> _WORK INSTRUCTION_
All of the records must be restated exactly, with every line complete.

> _EXERCISE INPUT_
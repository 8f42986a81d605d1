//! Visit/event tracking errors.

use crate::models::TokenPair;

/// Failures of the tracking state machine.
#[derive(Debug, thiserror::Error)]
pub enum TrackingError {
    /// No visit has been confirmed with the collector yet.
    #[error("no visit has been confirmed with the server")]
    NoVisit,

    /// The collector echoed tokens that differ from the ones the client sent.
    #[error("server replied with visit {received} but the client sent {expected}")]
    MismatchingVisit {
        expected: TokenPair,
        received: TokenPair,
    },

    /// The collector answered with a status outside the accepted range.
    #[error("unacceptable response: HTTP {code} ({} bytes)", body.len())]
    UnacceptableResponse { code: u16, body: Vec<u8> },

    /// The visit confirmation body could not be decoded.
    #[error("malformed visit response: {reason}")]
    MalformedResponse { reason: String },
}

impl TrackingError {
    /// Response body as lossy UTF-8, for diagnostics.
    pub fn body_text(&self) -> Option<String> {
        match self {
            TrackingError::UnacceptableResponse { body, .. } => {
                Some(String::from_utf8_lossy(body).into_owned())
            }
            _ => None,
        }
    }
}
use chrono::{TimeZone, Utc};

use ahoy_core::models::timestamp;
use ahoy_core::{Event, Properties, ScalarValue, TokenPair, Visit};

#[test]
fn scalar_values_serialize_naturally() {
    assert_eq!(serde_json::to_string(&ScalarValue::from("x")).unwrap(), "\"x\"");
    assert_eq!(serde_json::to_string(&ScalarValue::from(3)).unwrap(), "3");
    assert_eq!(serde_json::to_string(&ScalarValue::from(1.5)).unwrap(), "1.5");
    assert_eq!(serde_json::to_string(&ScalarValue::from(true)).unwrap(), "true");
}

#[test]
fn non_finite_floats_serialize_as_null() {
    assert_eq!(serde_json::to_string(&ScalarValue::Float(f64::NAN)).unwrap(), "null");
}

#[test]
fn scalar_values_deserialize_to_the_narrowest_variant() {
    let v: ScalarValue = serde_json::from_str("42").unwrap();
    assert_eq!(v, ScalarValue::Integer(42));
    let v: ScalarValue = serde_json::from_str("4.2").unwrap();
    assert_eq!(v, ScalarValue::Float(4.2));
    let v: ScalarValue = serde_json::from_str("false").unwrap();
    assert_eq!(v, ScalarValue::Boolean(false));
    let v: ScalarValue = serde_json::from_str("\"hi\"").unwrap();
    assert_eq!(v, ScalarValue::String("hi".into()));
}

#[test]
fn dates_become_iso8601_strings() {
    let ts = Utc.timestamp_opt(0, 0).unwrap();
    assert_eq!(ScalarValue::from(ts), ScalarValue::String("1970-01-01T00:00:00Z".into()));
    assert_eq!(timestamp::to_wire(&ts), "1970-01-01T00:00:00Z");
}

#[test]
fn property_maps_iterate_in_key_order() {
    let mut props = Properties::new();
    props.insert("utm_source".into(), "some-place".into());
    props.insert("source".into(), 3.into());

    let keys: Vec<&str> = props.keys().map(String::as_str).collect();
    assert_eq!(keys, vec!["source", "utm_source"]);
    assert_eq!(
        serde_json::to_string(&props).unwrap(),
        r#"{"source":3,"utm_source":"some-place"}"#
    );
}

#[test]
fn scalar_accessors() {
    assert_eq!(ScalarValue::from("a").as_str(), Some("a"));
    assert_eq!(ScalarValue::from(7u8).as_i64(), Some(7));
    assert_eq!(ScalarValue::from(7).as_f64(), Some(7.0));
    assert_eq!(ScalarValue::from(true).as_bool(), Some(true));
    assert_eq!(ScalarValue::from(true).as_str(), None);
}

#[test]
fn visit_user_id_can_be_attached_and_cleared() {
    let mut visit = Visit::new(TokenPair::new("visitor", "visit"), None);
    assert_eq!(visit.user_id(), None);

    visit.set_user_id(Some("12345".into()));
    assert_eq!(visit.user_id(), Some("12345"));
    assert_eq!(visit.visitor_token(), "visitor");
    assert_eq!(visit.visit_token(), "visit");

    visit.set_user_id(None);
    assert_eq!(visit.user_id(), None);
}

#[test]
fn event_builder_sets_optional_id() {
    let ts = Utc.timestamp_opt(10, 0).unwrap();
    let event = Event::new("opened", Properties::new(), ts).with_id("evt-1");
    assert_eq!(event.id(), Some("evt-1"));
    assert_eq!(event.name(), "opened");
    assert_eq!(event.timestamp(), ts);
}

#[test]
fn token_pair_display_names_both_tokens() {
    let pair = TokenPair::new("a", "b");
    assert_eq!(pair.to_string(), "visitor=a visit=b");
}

> _TASK OUTPUT_
repository 8f42986a81d605d1
//! Visit/event tracking errors.

use crate::models::TokenPair;

/// Failures of the tracking state machine.
#[derive(Debug, thiserror::Error)]
pub enum TrackingError {
    /// No visit has been confirmed with the collector yet.
    #[error("no visit has been confirmed with the server")]
    NoVisit,

    /// The collector echoed tokens that differ from the ones the client sent.
    #[error("server replied with visit {received} but the client sent {expected}")]
    MismatchingVisit {
        expected: TokenPair,
        received: TokenPair,
    },

    /// The collector answered with a status outside the accepted range.
    #[error("unacceptable response: HTTP {code} ({} bytes)", body.len())]
    UnacceptableResponse { code: u16, body: Vec<u8> },

    /// The visit confirmation body could not be decoded.
    #[error("malformed visit response: {reason}")]
    MalformedResponse { reason: String },
}

impl TrackingError {
    /// Response body as lossy UTF-8, for diagnostics.
    pub fn body_text(&self) -> Option<String> {
        match self {
            TrackingError::UnacceptableResponse { body, .. } => {
                Some(String::from_utf8_lossy(body).into_owned())
            }
            _ => None,
        }
    }
}
use chrono::{TimeZone, Utc};

use ahoy_core::models::timestamp;
use ahoy_core::{Event, Properties, ScalarValue, TokenPair, Visit};

#[test]
fn scalar_values_serialize_naturally() {
    assert_eq!(serde_json::to_string(&ScalarValue::from("x")).unwrap(), "\"x\"");
    assert_eq!(serde_json::to_string(&ScalarValue::from(3)).unwrap(), "3");
    assert_eq!(serde_json::to_string(&ScalarValue::from(1.5)).unwrap(), "1.5");
    assert_eq!(serde_json::to_string(&ScalarValue::from(true)).unwrap(), "true");
}

#[test]
fn non_finite_floats_serialize_as_null() {
    assert_eq!(serde_json::to_string(&ScalarValue::Float(f64::NAN)).unwrap(), "null");
}

#[test]
fn scalar_values_deserialize_to_the_narrowest_variant() {
    let v: ScalarValue = serde_json::from_str("42").unwrap();
    assert_eq!(v, ScalarValue::Integer(42));
    let v: ScalarValue = serde_json::from_str("4.2").unwrap();
    assert_eq!(v, ScalarValue::Float(4.2));
    let v: ScalarValue = serde_json::from_str("false").unwrap();
    assert_eq!(v, ScalarValue::Boolean(false));
    let v: ScalarValue = serde_json::from_str("\"hi\"").unwrap();
    assert_eq!(v, ScalarValue::String("hi".into()));
}

#[test]
fn dates_become_iso8601_strings() {
    let ts = Utc.timestamp_opt(0, 0).unwrap();
    assert_eq!(ScalarValue::from(ts), ScalarValue::String("1970-01-01T00:00:00Z".into()));
    assert_eq!(timestamp::to_wire(&ts), "1970-01-01T00:00:00Z");
}

#[test]
fn property_maps_iterate_in_key_order() {
    let mut props = Properties::new();
    props.insert("utm_source".into(), "some-place".into());
    props.insert("source".into(), 3.into());

    let keys: Vec<&str> = props.keys().map(String::as_str).collect();
    assert_eq!(keys, vec!["source", "utm_source"]);
    assert_eq!(
        serde_json::to_string(&props).unwrap(),
        r#"{"source":3,"utm_source":"some-place"}"#
    );
}

#[test]
fn scalar_accessors() {
    assert_eq!(ScalarValue::from("a").as_str(), Some("a"));
    assert_eq!(ScalarValue::from(7u8).as_i64(), Some(7));
    assert_eq!(ScalarValue::from(7).as_f64(), Some(7.0));
    assert_eq!(ScalarValue::from(true).as_bool(), Some(true));
    assert_eq!(ScalarValue::from(true).as_str(), None);
}

#[test]
fn visit_user_id_can_be_attached_and_cleared() {
    let mut visit = Visit::new(TokenPair::new("visitor", "visit"), None);
    assert_eq!(visit.user_id(), None);

    visit.set_user_id(Some("12345".into()));
    assert_eq!(visit.user_id(), Some("12345"));
    assert_eq!(visit.visitor_token(), "visitor");
    assert_eq!(visit.visit_token(), "visit");

    visit.set_user_id(None);
    assert_eq!(visit.user_id(), None);
}

#[test]
fn event_builder_sets_optional_id() {
    let ts = Utc.timestamp_opt(10, 0).unwrap();
    let event = Event::new("opened", Properties::new(), ts).with_id("evt-1");
    assert_eq!(event.id(), Some("evt-1"));
    assert_eq!(event.name(), "opened");
    assert_eq!(event.timestamp(), ts);
}

#[test]
fn token_pair_display_names_both_tokens() {
    let pair = TokenPair::new("a", "b");
    assert_eq!(pair.to_string(), "visitor=a visit=b");
}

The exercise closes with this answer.